=== Extracted entries ===
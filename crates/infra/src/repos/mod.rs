mod contest;
mod contest_update;
mod push_target;
mod reminder;
mod shared;

use contest::InMemoryContestRepo;
pub use contest::IContestRepo;
use contest_update::InMemoryContestUpdateRepo;
pub use contest_update::IContestUpdateRepo;
use push_target::InMemoryPushTargetRepo;
pub use push_target::IPushTargetRepo;
use reminder::InMemoryReminderRepo;
pub use reminder::IReminderRepo;
use std::sync::Arc;

/// The durable storage contract. Real deployments plug a database-backed
/// implementation in behind these traits; the in-memory variant backs tests
/// and single-process setups.
#[derive(Clone)]
pub struct Repos {
    pub contests: Arc<dyn IContestRepo>,
    pub contest_updates: Arc<dyn IContestUpdateRepo>,
    pub reminders: Arc<dyn IReminderRepo>,
    pub push_targets: Arc<dyn IPushTargetRepo>,
}

impl Repos {
    pub fn create_inmemory() -> Self {
        Self {
            contests: Arc::new(InMemoryContestRepo::new()),
            contest_updates: Arc::new(InMemoryContestUpdateRepo::new()),
            reminders: Arc::new(InMemoryReminderRepo::new()),
            push_targets: Arc::new(InMemoryPushTargetRepo::new()),
        }
    }
}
===
> [Prompt]:
Go through the records above and write each one out again exactly.

> [Result of the task]:
filename crates/infra/src/repos/mod.rs
mod contest;
mod contest_update;
mod push_target;
mod reminder;
mod shared;

use contest::InMemoryContestRepo;
pub use contest::IContestRepo;
use contest_update::InMemoryContestUpdateRepo;
pub use contest_update::IContestUpdateRepo;
use push_target::InMemoryPushTargetRepo;
pub use push_target::IPushTargetRepo;
use reminder::InMemoryReminderRepo;
pub use reminder::IReminderRepo;
use std::sync::Arc;

/// The durable storage contract. Real deployments plug a database-backed
/// implementation in behind these traits; the in-memory variant backs tests
/// and single-process setups.
#[derive(Clone)]
pub struct Repos {
    pub contests: Arc<dyn IContestRepo>,
    pub contest_updates: Arc<dyn IContestUpdateRepo>,
    pub reminders: Arc<dyn IReminderRepo>,
    pub push_targets: Arc<dyn IPushTargetRepo>,
}

impl Repos {
    pub fn create_inmemory() -> Self {
        Self {
            contests: Arc::new(InMemoryContestRepo::new()),
            contest_updates: Arc::new(InMemoryContestUpdateRepo::new()),
            reminders: Arc::new(InMemoryReminderRepo::new()),
            push_targets: Arc::new(InMemoryPushTargetRepo::new()),
        }
    }
}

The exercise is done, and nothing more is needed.